-------- Task material

//! The bounded iteration loop (§4.7): generate -> backtest -> analyze ->
//! (refine), driven to completion by `WorkflowEngine::start` in a spawned
//! task so the caller that triggered *start workflow* (§6, step 3) returns
//! immediately. Grounded in
//! `original_source/backend/agents/supervisor.py`'s `SupervisorAgent.process()`
//! for the exact step ordering and termination bounds.

use std::sync::Arc;
use std::time::{Duration, Instant};

use chrono::Utc;
use configuration::WorkflowConfig;
use core_types::{StrategySpec, TradingBot};
use database::DbRepository;
use events::ProgressEvent;
use rust_decimal::Decimal;
use rust_decimal_macros::dec;
use sentiment::DatasetCacheStore;
use serde_json::Value as JsonValue;
use tokio::sync::mpsc;
use uuid::Uuid;

use agents::{analyst, generator, insights, recommender, DataInsights, OracleClient};

use crate::backtest_runner;
use crate::error::WorkflowError;
use crate::market_data::MarketDataSource;
use crate::protected_params;
use crate::result::WorkflowResult;
use crate::session::SessionRegistry;

/// Initial capital every workflow-driven backtest is seeded with; the
/// backtest endpoint (§6) accepts its own initial capital directly, but the
/// interactive workflow always starts from this baseline.
const DEFAULT_INITIAL_CAPITAL: Decimal = dec!(10000);

/// Lookback window in `fast_mode` (a quick look before committing to a full
/// run) versus the default full backtest window.
const FAST_MODE_DAYS: u32 = 90;
const DEFAULT_DAYS: u32 = 365;

pub struct WorkflowEngine {
    pub registry: Arc<SessionRegistry>,
    oracle: Arc<OracleClient>,
    market_data: Arc<MarketDataSource>,
    repo: Arc<DbRepository>,
    config: WorkflowConfig,
}

impl WorkflowEngine {
    pub fn new(
        oracle: Arc<OracleClient>,
        market_data: Arc<MarketDataSource>,
        repo: Arc<DbRepository>,
        config: WorkflowConfig,
    ) -> Arc<Self> {
        let registry = Arc::new(SessionRegistry::new(Duration::from_secs(
            config.result_ttl_hours * 3600,
        )));
        Arc::clone(&registry).spawn_result_sweeper();
        Arc::new(Self {
            registry,
            oracle,
            market_data,
            repo,
            config,
        })
    }

    pub async fn create_session(&self) -> Uuid {
        self.registry.create_session().await
    }

    pub async fn open_stream(
        &self,
        session_id: Uuid,
    ) -> Result<(Vec<ProgressEvent>, mpsc::Receiver<ProgressEvent>), WorkflowError> {
        self.registry.open_stream(session_id).await
    }

    pub async fn poll_events(&self, session_id: Uuid, from: usize) -> Result<(Vec<ProgressEvent>, usize), WorkflowError> {
        self.registry.poll(session_id, from).await
    }

    pub async fn result(&self, session_id: Uuid) -> Option<WorkflowResult> {
        self.registry.result(session_id).await
    }

    pub fn heartbeat_interval(&self) -> Duration {
        Duration::from_secs(self.config.heartbeat_interval_secs)
    }

    /// *Start workflow* (§6, step 3): marks the session started and spawns
    /// the iteration loop, returning as soon as it is scheduled.
    pub fn start(
        self: &Arc<Self>,
        session_id: Uuid,
        user_id: Uuid,
        user_query: String,
        fast_mode: bool,
    ) -> Result<(), WorkflowError> {
        let engine = Arc::clone(self);
        tokio::spawn(async move {
            if let Err(e) = engine.registry.mark_started(session_id).await {
                tracing::warn!(session_id = %session_id, error = %e, "workflow start rejected");
                return;
            }
            engine.run_loop(session_id, user_id, user_query, fast_mode).await;
        });
        Ok(())
    }

    async fn run_loop(&self, session_id: Uuid, user_id: Uuid, user_query: String, fast_mode: bool) {
        let wall_clock_start = Instant::now();
        self.registry
            .emit(
                session_id,
                ProgressEvent::SupervisorStart {
                    ts: Utc::now(),
                    user_query: user_query.clone(),
                },
            )
            .await;

        let protected = protected_params::extract(&user_query);
        let days = if fast_mode { FAST_MODE_DAYS } else { DEFAULT_DAYS };

        let mut strategy: Option<StrategySpec> = None;
        let mut feedback: Option<analyst::AnalystOutput> = None;
        let mut data_insights: Option<DataInsights> = None;
        let mut insights_config: Option<insights::InsightsConfig> = None;
        let mut last_backtest: Option<backtester::BacktestResult> = None;
        let mut iterations_run = 0u32;

        'iterations: for iteration in 1..=self.config.max_iterations {
            iterations_run = iteration;
            self.registry
                .emit(session_id, ProgressEvent::IterationStart { ts: Utc::now(), iteration })
                .await;

            self.registry
                .emit(session_id, ProgressEvent::CodeGenerationStart { ts: Utc::now(), iteration })
                .await;

            let generated = match &strategy {
                None => generator::generate_initial(&self.oracle, &user_query).await,
                Some(previous) => {
                    generator::refine(
                        &self.oracle,
                        &user_query,
                        previous,
                        feedback.as_ref().expect("feedback is set before every refinement"),
                        data_insights.as_ref(),
                        &protected,
                    )
                    .await
                }
            };
            let generated = match generated {
                Ok(g) => g,
                Err(e) => {
                    self.emit_error(session_id, format!("code generation failed: {e}")).await;
                    return;
                }
            };
            strategy = Some(generated.strategy.clone());
            self.registry
                .emit(
                    session_id,
                    ProgressEvent::CodeGenerationComplete {
                        ts: Utc::now(),
                        iteration,
                        changes_made: generated.changes_made,
                    },
                )
                .await;

            let spec = generated.strategy;

            // Step 4: on iteration 1 only, the insights call runs in
            // parallel with the backtest, bounded by its own timeout so a
            // slow/failed LLM call never blocks the workflow.
            let insights_handle = if iteration == 1 {
                self.registry
                    .emit(session_id, ProgressEvent::InsightsGeneration { ts: Utc::now(), iteration })
                    .await;
                let oracle = Arc::clone(&self.oracle);
                let spec_for_insights = spec.clone();
                let query_for_insights = user_query.clone();
                let timeout = Duration::from_secs(self.config.insights_timeout_secs);
                Some(tokio::spawn(async move {
                    tokio::time::timeout(
                        timeout,
                        insights::analyze_query_for_insights(&oracle, &query_for_insights, &spec_for_insights),
                    )
                    .await
                }))
            } else {
                None
            };

            self.registry
                .emit(session_id, ProgressEvent::BacktestStart { ts: Utc::now(), iteration })
                .await;
            let backtest_result =
                match backtest_runner::run_backtest(&self.market_data, spec.clone(), days, DEFAULT_INITIAL_CAPITAL).await {
                    Ok(r) => r,
                    Err(e) => {
                        self.emit_error(session_id, format!("backtest failed: {e}")).await;
                        return;
                    }
                };
            self.registry
                .emit(
                    session_id,
                    ProgressEvent::BacktestComplete {
                        ts: Utc::now(),
                        iteration,
                        total_trades: backtest_result.summary.total_trades,
                        total_return_pct: backtest_result.summary.total_return_pct,
                    },
                )
                .await;

            if let Some(handle) = insights_handle {
                let resolved = match handle.await {
                    Ok(Ok(Ok(cfg))) => cfg,
                    _ => insights::InsightsConfig::default(),
                };
                let payload = serde_json::to_value(&resolved).unwrap_or(JsonValue::Null);
                self.registry
                    .emit(
                        session_id,
                        ProgressEvent::InsightsComplete { ts: Utc::now(), iteration, insights: payload },
                    )
                    .await;
                insights_config = Some(resolved);
            }

            data_insights = if backtest_result.summary.total_trades < 10 {
                Some(recommender::recommend(&backtest_result, &spec))
            } else {
                None
            };

            self.registry
                .emit(session_id, ProgressEvent::AnalysisStart { ts: Utc::now(), iteration })
                .await;
            let analysis = match analyst::analyze(&self.oracle, &backtest_result, &spec, &user_query, iteration).await {
                Ok(a) => a,
                Err(e) => {
                    self.emit_error(session_id, format!("analysis failed: {e}")).await;
                    return;
                }
            };
            self.registry
                .emit(
                    session_id,
                    ProgressEvent::AnalysisComplete {
                        ts: Utc::now(),
                        iteration,
                        needs_refinement: analysis.needs_refinement,
                        issues: analysis.issues.clone(),
                    },
                )
                .await;

            let needs_refinement = analysis.needs_refinement;
            let should_continue = analysis.should_continue;
            strategy = Some(spec);
            last_backtest = Some(backtest_result);
            feedback = Some(analysis);

            let elapsed = wall_clock_start.elapsed();
            let max_wall_time = Duration::from_secs(self.config.max_wall_time_secs);
            if !needs_refinement || !should_continue || iteration == self.config.max_iterations || elapsed > max_wall_time {
                break 'iterations;
            }

            self.registry
                .emit(
                    session_id,
                    ProgressEvent::Refinement {
                        ts: Utc::now(),
                        iteration,
                        message: format!("refining strategy for iteration {}", iteration + 1),
                    },
                )
                .await;
        }

        let final_strategy = strategy.expect("the loop always runs at least one iteration");
        let final_backtest = last_backtest.expect("the loop always runs at least one iteration");
        let final_analysis = feedback.expect("the loop always runs at least one iteration");

        let result = WorkflowResult {
            session_id,
            strategy: final_strategy,
            backtest: final_backtest,
            insights: insights_config,
            final_analysis,
            iterations: iterations_run,
        };

        // "Complete before save": the result is authoritative the instant
        // this returns, strictly before the terminal event goes out, and the
        // persistent save runs afterward in the background.
        self.registry.store_result(result.clone()).await;
        let final_analysis_payload = serde_json::to_value(&result.final_analysis).unwrap_or(JsonValue::Null);
        self.registry
            .emit(
                session_id,
                ProgressEvent::Complete {
                    ts: Utc::now(),
                    session_id,
                    final_analysis: final_analysis_payload,
                },
            )
            .await;

        self.spawn_background_save(user_id, result);
        self.registry
            .close_after_grace(session_id, Duration::from_millis(self.config.terminal_event_grace_ms))
            .await;
    }

    async fn emit_error(&self, session_id: Uuid, message: String) {
        tracing::warn!(session_id = %session_id, %message, "workflow session failed");
        self.registry
            .emit(session_id, ProgressEvent::Error { ts: Utc::now(), session_id, message })
            .await;
        self.registry
            .close_after_grace(session_id, Duration::from_millis(self.config.terminal_event_grace_ms))
            .await;
    }

    /// Persists the finished bot. Runs after `complete` has already gone out;
    /// a failure here is logged, never retracts the result the client
    /// already received. Also links every dataset-cache row created under
    /// this session to the resulting bot (§4.6), so sentiment retrieved
    /// while the workflow was iterating stays associated with the bot it
    /// produced, not just the now-expired session.
    fn spawn_background_save(&self, user_id: Uuid, result: WorkflowResult) {
        let repo = Arc::clone(&self.repo);
        tokio::spawn(async move {
            let now = Utc::now();
            let session_id = result.session_id;
            let bot = TradingBot {
                id: Uuid::new_v4(),
                user_id,
                session_id: Some(session_id),
                name: result.strategy.name.clone(),
                strategy_spec: result.strategy,
                insights: result.insights.and_then(|i| serde_json::to_value(i).ok()),
                backtest_summary: serde_json::to_value(&result.backtest.summary).ok(),
                created_at: now,
                updated_at: now,
            };
            let bot_id = bot.id;
            if let Err(e) = repo.save_trading_bot(&bot).await {
                tracing::error!(
                    session_id = %session_id,
                    error = %e,
                    "background save of trading bot failed after workflow completed"
                );
                return;
            }
            if let Err(e) = repo.associate_with_bot(session_id, bot_id).await {
                tracing::error!(
                    session_id = %session_id,
                    bot_id = %bot_id,
                    error = %e,
                    "failed to associate dataset cache rows with saved bot"
                );
            }
        });
    }
}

----------------

Your task :: Print the lines above from the one with "user_id, user_query, fast_mode).await;" through the one with "let protected = protected_params::extract(&user_query);", both included, exactly as written and nothing more.

Response box ::
            engine.run_loop(session_id, user_id, user_query, fast_mode).await;
        });
        Ok(())
    }

    async fn run_loop(&self, session_id: Uuid, user_id: Uuid, user_query: String, fast_mode: bool) {
        let wall_clock_start = Instant::now();
        self.registry
            .emit(
                session_id,
                ProgressEvent::SupervisorStart {
                    ts: Utc::now(),
                    user_query: user_query.clone(),
                },
            )
            .await;

        let protected = protected_params::extract(&user_query);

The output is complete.